Ok, so the marriage is no more. You are lonely. Your kids are with the other side but they will be with you again and you can celebrate in some other way, on another day. December 25th is just a date. 

What was the weather like today? Was it sunny as it was here? Or snowing? You can go out for a hike or read a good book with a glass of wine or if it's raining and cold, watch a funny movie or just lie down and listen to some nice music.

After I separated from my husband one of my greatest pleasures was to light a scented candle, put some good tunes on, drink a glass of wine and just veg out. No stress, or yelling or screaming, no nagging. It's 3 am and you can go outside and get a cup of coffee or take a drive and no one is giving you a hard time. There's a GOOD side to being single! 

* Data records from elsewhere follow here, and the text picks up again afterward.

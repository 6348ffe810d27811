use chrono::{DateTime, NaiveDateTime, Utc};
use diesel::prelude::*;
use serde::{Deserialize, Serialize};

use pricevault_core::assets::Asset;

/// Database model for assets
#[derive(Queryable, Identifiable, Selectable, Serialize, Deserialize, Debug, Clone)]
#[diesel(table_name = crate::schema::assets)]
#[diesel(check_for_backend(diesel::sqlite::Sqlite))]
pub struct AssetDB {
    pub id: i64,
    pub symbol: String,
    pub name: String,
    pub created_at: NaiveDateTime,
}

/// Database model for inserting a new asset
#[derive(Insertable, Debug, Clone)]
#[diesel(table_name = crate::schema::assets)]
pub struct NewAssetDB {
    pub symbol: String,
    pub name: String,
    pub created_at: NaiveDateTime,
}

impl From<AssetDB> for Asset {
    fn from(db: AssetDB) -> Self {
        Self {
            id: db.id,
            symbol: db.symbol,
            name: db.name,
            created_at: DateTime::from_naive_utc_and_offset(db.created_at, Utc),
        }
    }
}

This was indeed the first Christmas without my husband and it was GREAT. No antics, no problems, no head games. My kids and I shopped for food and presents for each other the other day, cooked it yesterday and did laundry and I wrapped presents listening to my Ipod and sipped wine and ate the lobster dinner that my H and I used to eat together and it tasted just as good, if not better. 

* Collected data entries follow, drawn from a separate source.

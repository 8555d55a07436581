//! Harvest API client.
//!
//! Low-level HTTP transport that attaches the headers Harvest requires and
//! performs the exchange. Endpoint operations live on the resource group
//! handles exposed by [`HarvestClient`].

use std::path::Path;
use std::sync::Arc;

use reqwest::header::USER_AGENT;
use reqwest::multipart::{Form, Part};
use reqwest::{Client, Method, RequestBuilder};
use serde::Serialize;
use serde_json::Value;

use crate::api::{
    ClientsApi, CompanyApi, ContactsApi, EstimatesApi, ExpensesApi, InvoicesApi, ProjectsApi,
    RolesApi, TasksApi, TimeEntriesApi, UsersApi,
};
use crate::error::{HarvestError, Result};
use crate::response::HarvestResponse;

const DEFAULT_BASE_URL: &str = "https://api.harvestapp.com";
const ACCOUNT_ID_HEADER: &str = "Harvest-Account-ID";

/// Receipt extensions Harvest accepts, with the MIME type sent for each.
const ACCEPTED_RECEIPT_TYPES: &[(&str, &str)] = &[
    ("pdf", "application/pdf"),
    ("png", "image/png"),
    ("jpg", "image/jpeg"),
    ("gif", "image/gif"),
];

/// The entry point for interacting with the Harvest v2 API.
///
/// Holds one handle per resource group; all handles share a single owned
/// HTTP transport. The client is cheaply cloneable and safe to use from
/// multiple tasks concurrently.
///
/// # Example
///
/// ```no_run
/// use harvestapi::HarvestClient;
///
/// # async fn example() -> harvestapi::Result<()> {
/// let client = HarvestClient::new("12345", "access-token", "my-app", "dev@example.com")?;
///
/// let me = client.users.me().await?;
/// println!("authenticated as user {}", me.data["id"]);
/// # Ok(())
/// # }
/// ```
#[derive(Debug, Clone)]
pub struct HarvestClient {
    /// Methods under `v2/clients`.
    pub clients: ClientsApi,
    /// Methods under `v2/company`.
    pub company: CompanyApi,
    /// Methods under `v2/contacts`.
    pub contacts: ContactsApi,
    /// Methods under `v2/estimates` and `v2/estimate_item_categories`.
    pub estimates: EstimatesApi,
    /// Methods under `v2/expenses` and `v2/expense_categories`.
    pub expenses: ExpensesApi,
    /// Methods under `v2/invoices` and `v2/invoice_item_categories`.
    pub invoices: InvoicesApi,
    /// Methods under `v2/projects`.
    pub projects: ProjectsApi,
    /// Methods under `v2/roles`.
    pub roles: RolesApi,
    /// Methods under `v2/tasks`.
    pub tasks: TasksApi,
    /// Methods under `v2/time_entries`.
    pub time_entries: TimeEntriesApi,
    /// Methods under `v2/users`.
    pub users: UsersApi,
}

impl HarvestClient {
    /// Create a client against the production Harvest origin.
    ///
    /// Requests made through the client carry the headers Harvest requires,
    /// built from the passed-in values: `Harvest-Account-ID`, a bearer
    /// `Authorization` token, and a `User-Agent` of the form
    /// `"<app> (<email>)"`. The values are used as given; loading and
    /// validating them (from the environment or elsewhere) is the caller's
    /// job.
    ///
    /// # Errors
    ///
    /// Returns an error if the underlying HTTP client cannot be constructed.
    pub fn new(
        account_id: &str,
        access_token: &str,
        user_agent_app: &str,
        user_agent_email: &str,
    ) -> Result<Self> {
        Self::with_base_url(
            account_id,
            access_token,
            user_agent_app,
            user_agent_email,
            DEFAULT_BASE_URL,
        )
    }

    /// Create a client against an alternate origin.
    ///
    /// Useful for tests and proxies; otherwise identical to [`Self::new`].
    ///
    /// # Errors
    ///
    /// Returns an error if `base_url` is not a valid URL or the HTTP client
    /// cannot be constructed.
    pub fn with_base_url(
        account_id: &str,
        access_token: &str,
        user_agent_app: &str,
        user_agent_email: &str,
        base_url: &str,
    ) -> Result<Self> {
        let http = Client::builder()
            .brotli(true)
            .gzip(true)
            .deflate(true)
            .build()
            .map_err(HarvestError::Http)?;

        Self::with_http_client(
            account_id,
            access_token,
            user_agent_app,
            user_agent_email,
            base_url,
            http,
        )
    }

    /// Create a client that performs requests through a caller-supplied
    /// `reqwest::Client`.
    ///
    /// The library sets no timeouts of its own; configure deadlines on the
    /// supplied client.
    ///
    /// # Errors
    ///
    /// Returns an error if `base_url` is not a valid URL.
    pub fn with_http_client(
        account_id: &str,
        access_token: &str,
        user_agent_app: &str,
        user_agent_email: &str,
        base_url: &str,
        http: Client,
    ) -> Result<Self> {
        let transport = Arc::new(Transport::new(
            http,
            base_url,
            account_id,
            access_token,
            user_agent_app,
            user_agent_email,
        )?);

        Ok(Self {
            clients: ClientsApi::new(Arc::clone(&transport)),
            company: CompanyApi::new(Arc::clone(&transport)),
            contacts: ContactsApi::new(Arc::clone(&transport)),
            estimates: EstimatesApi::new(Arc::clone(&transport)),
            expenses: ExpensesApi::new(Arc::clone(&transport)),
            invoices: InvoicesApi::new(Arc::clone(&transport)),
            projects: ProjectsApi::new(Arc::clone(&transport)),
            roles: RolesApi::new(Arc::clone(&transport)),
            tasks: TasksApi::new(Arc::clone(&transport)),
            time_entries: TimeEntriesApi::new(Arc::clone(&transport)),
            users: UsersApi::new(transport),
        })
    }
}

/// Shared HTTP transport: base URL, header values, and the connection pool.
///
/// Owned once per [`HarvestClient`] and handed to every resource group by
/// reference; there is no process-wide state.
pub(crate) struct Transport {
    http: Client,
    base_url: url::Url,
    account_id: String,
    access_token: String,
    user_agent: String,
}

impl std::fmt::Debug for Transport {
    fn fmt(&self, f: &mut std::fmt::Formatter<'_>) -> std::fmt::Result {
        f.debug_struct("Transport")
            .field("base_url", &self.base_url.as_str())
            .field("account_id", &self.account_id)
            .finish_non_exhaustive()
    }
}

impl Transport {
    fn new(
        http: Client,
        base_url: &str,
        account_id: &str,
        access_token: &str,
        user_agent_app: &str,
        user_agent_email: &str,
    ) -> Result<Self> {
        // Ensure the base URL ends with / so Url::join keeps the full path.
        let base_url = if base_url.ends_with('/') {
            url::Url::parse(base_url)?
        } else {
            url::Url::parse(&format!("{base_url}/"))?
        };

        Ok(Self {
            http,
            base_url,
            account_id: account_id.to_string(),
            access_token: access_token.to_string(),
            user_agent: format!("{user_agent_app} ({user_agent_email})"),
        })
    }

    /// Start a request with the three headers Harvest requires on every call.
    fn request(&self, method: Method, path: &str) -> Result<RequestBuilder> {
        let url = self.base_url.join(path)?;

        Ok(self
            .http
            .request(method, url)
            .header(USER_AGENT, &self.user_agent)
            .header(ACCOUNT_ID_HEADER, &self.account_id)
            .bearer_auth(&self.access_token))
    }

    #[tracing::instrument(skip(self))]
    pub(crate) async fn get(&self, path: &str) -> Result<HarvestResponse> {
        let response = self.request(Method::GET, path)?.send().await?;
        Self::read_response(response).await
    }

    #[tracing::instrument(skip(self, query))]
    pub(crate) async fn get_with_query<Q: Serialize + ?Sized>(
        &self,
        path: &str,
        query: &Q,
    ) -> Result<HarvestResponse> {
        let response = self.request(Method::GET, path)?.query(query).send().await?;
        Self::read_response(response).await
    }

    #[tracing::instrument(skip(self, body))]
    pub(crate) async fn post<B: Serialize + ?Sized>(
        &self,
        path: &str,
        body: &B,
    ) -> Result<HarvestResponse> {
        let response = self.request(Method::POST, path)?.json(body).send().await?;
        Self::read_response(response).await
    }

    /// POST a multipart form: the request struct's fields become form fields
    /// and the file at `file_path` becomes a file part named `file_field`.
    ///
    /// The file must exist and carry an accepted extension; both are checked
    /// before anything goes on the wire.
    #[tracing::instrument(skip(self, fields))]
    pub(crate) async fn post_multipart<B: Serialize + ?Sized>(
        &self,
        path: &str,
        fields: &B,
        file_field: &str,
        file_path: &Path,
    ) -> Result<HarvestResponse> {
        let mime = accepted_mime(file_path)?;

        if !file_path.is_file() {
            return Err(HarvestError::ReceiptNotFound(file_path.to_path_buf()));
        }

        let mut form = Form::new();

        if let Value::Object(map) = serde_json::to_value(fields)? {
            for (key, value) in map {
                let text = match value {
                    Value::Null => continue,
                    Value::String(s) => s,
                    other => other.to_string(),
                };
                form = form.text(key, text);
            }
        }

        let bytes = tokio::fs::read(file_path).await?;
        let file_name = file_path
            .file_name()
            .and_then(|n| n.to_str())
            .unwrap_or(file_field)
            .to_string();
        let part = Part::bytes(bytes).file_name(file_name).mime_str(mime)?;
        form = form.part(file_field.to_string(), part);

        let response = self
            .request(Method::POST, path)?
            .multipart(form)
            .send()
            .await?;
        Self::read_response(response).await
    }

    #[tracing::instrument(skip(self, body))]
    pub(crate) async fn patch<B: Serialize + ?Sized>(
        &self,
        path: &str,
        body: &B,
    ) -> Result<HarvestResponse> {
        let response = self.request(Method::PATCH, path)?.json(body).send().await?;
        Self::read_response(response).await
    }

    /// PATCH with no body, used by action endpoints like
    /// `time_entries/{id}/restart`.
    #[tracing::instrument(skip(self))]
    pub(crate) async fn patch_empty(&self, path: &str) -> Result<HarvestResponse> {
        let response = self.request(Method::PATCH, path)?.send().await?;
        Self::read_response(response).await
    }

    #[tracing::instrument(skip(self))]
    pub(crate) async fn delete(&self, path: &str) -> Result<HarvestResponse> {
        let response = self.request(Method::DELETE, path)?.send().await?;
        Self::read_response(response).await
    }

    /// Wrap the response into the envelope. The status code is passed
    /// through untouched; 4xx/5xx are the caller's to inspect.
    async fn read_response(response: reqwest::Response) -> Result<HarvestResponse> {
        let status_code = response.status().as_u16();
        let body = response.text().await?;

        // Harvest's DELETE endpoints answer 200 with an empty body.
        let data = if body.trim().is_empty() {
            Value::Null
        } else {
            serde_json::from_str(&body)?
        };

        Ok(HarvestResponse { status_code, data })
    }
}

/// Map an accepted receipt extension to the MIME type sent on the wire.
fn accepted_mime(path: &Path) -> Result<&'static str> {
    let ext = path
        .extension()
        .and_then(|e| e.to_str())
        .unwrap_or_default()
        .to_ascii_lowercase();

    ACCEPTED_RECEIPT_TYPES
        .iter()
        .find(|(accepted, _)| *accepted == ext)
        .map(|(_, mime)| *mime)
        .ok_or(HarvestError::UnsupportedReceiptType(ext))
}

#[cfg(test)]
mod tests {
    use super::*;

    fn test_client() -> HarvestClient {
        HarvestClient::new("12345", "secret-token", "my-app", "dev@example.com").unwrap()
    }

    #[test]
    fn debug_does_not_leak_token() {
        let client = test_client();
        let debug = format!("{:?}", client);
        assert!(debug.contains("12345"));
        assert!(!debug.contains("secret-token"));
    }

    #[test]
    fn base_url_trailing_slash_is_normalized() {
        let a = Transport::new(Client::new(), "https://example.com/api", "1", "t", "a", "e")
            .unwrap();
        let b = Transport::new(Client::new(), "https://example.com/api/", "1", "t", "a", "e")
            .unwrap();
        assert_eq!(a.base_url.as_str(), b.base_url.as_str());
    }

    #[test]
    fn invalid_base_url_is_rejected() {
        let result = HarvestClient::with_base_url("1", "t", "a", "e", "not a url");
        assert!(matches!(result, Err(HarvestError::Url(_))));
    }

    #[test]
    fn user_agent_combines_app_and_email() {
        let transport =
            Transport::new(Client::new(), DEFAULT_BASE_URL, "1", "t", "my-app", "dev@example.com")
                .unwrap();
        assert_eq!(transport.user_agent, "my-app (dev@example.com)");
    }

    #[test]
    fn receipt_extension_check_is_case_insensitive() {
        assert_eq!(accepted_mime(Path::new("receipt.PDF")).unwrap(), "application/pdf");
        assert_eq!(accepted_mime(Path::new("scan.jpg")).unwrap(), "image/jpeg");
    }

    #[test]
    fn disallowed_receipt_extension_is_rejected() {
        let err = accepted_mime(Path::new("receipt.docx")).unwrap_err();
        assert!(matches!(err, HarvestError::UnsupportedReceiptType(ext) if ext == "docx"));

        let err = accepted_mime(Path::new("no_extension")).unwrap_err();
        assert!(matches!(err, HarvestError::UnsupportedReceiptType(_)));
    }
}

We woke up, opened gifts and ate good food. If I'd been alone for some reason I would've gone for a drive and taken a hike. It was a beautiful day, why not? 

Life WILL get better. You can dwell on the past and what you used to have, dwell on what you don't have and plan your funeral or you can endeavor to make the best of the situation and find pleasure and happiness in the small things. 

Maybe volunteer to help others out who don't have as much as you do? There are homeless out there who would love to have a warm, dry bed and a hot meal. Might put things in perspective if you devoted some time giving to others instead of going over what you don't have. 

Sorry, but this thread is a real downer. I understand and can emphasize but there comes a point where you have to stop staring back at the road you've travelled and look ahead to to the next destination.

There's a reason we are all divorced. Maybe it's just me, but I think I'm in a better place alone then being with someone who has crapped all over me for years. Better to be by yourself then with someone who makes you miserable. 

Merry Christmas to you all and for goodness sake, go have yourself a Happy New Year. I don't even want to think about how you will all deal with Valentine's Day.


----------



## Serenity_Prayer (Oct 31, 2012)

I had an OK Christmas. STBX is still in the house, so we did the AM present-opening thing, then I took the kids to grandmas, then brought them home for the evening and headed back out. I did an OK job at keeping up my spirits, but instead of reminiscing over the good times (which would be hard to find anyway), I was focused on the things ahead, kinda like what Freak said.


----------



## TNman (Dec 24, 2012)

Yeah this is the first Christmas that I have spent away from my WAW in 27 years or so-makes it tough when you see happy couples with kids and friends. Also first Christmas morning without the morning ritual of kids opening gifts(12 and 17) now. So much hurt and emotional stress and so needless-maybe the first one is the worst? I have been in the nc/detachment mode for a couple of weeks and have seen increased contact chatter from WAW but feel I have lost some ground today. Another sobering thought is that I am preparing to move on and the WAW is not as 'attractive' as she was even recently. Reckon that is the way it is supposed to work.


----------



## UsagiNeko (Aug 15, 2012)

I'm right there with you all. This was my first Christmas without my husband. Yeah I still had a great time with my family, but there's still this empty hole in my heart, and now that everything has died down, it's starting to hit me pretty bad. I've told him that we should sign the papers next month, even though it's not what I really want, but I feel like I have to do it.

Even though I got most of what I wanted for Christmas, the one thing I really want I can never have again...


----------



## TNman (Dec 24, 2012)

Yeah Usagi I know what you mean and how you feel. I am coming to realize that 'hope' for what once was is my enemy. I reckon our degree of devastation is directly related to how much we loved our marriage and family BUT the walkaway or cheater didn't value the marriage, family, and life built together so much. Knowing that I have to recognize this reality and get on with my life doesn't help the raw pain and hurt at this point. But right now it is a very distant consolation that things will be better at some point. Anyway Christmas really slammed home the hurt and loss. Having a rougher few days here but I will get through-after all there isn't any other choice is there?


----------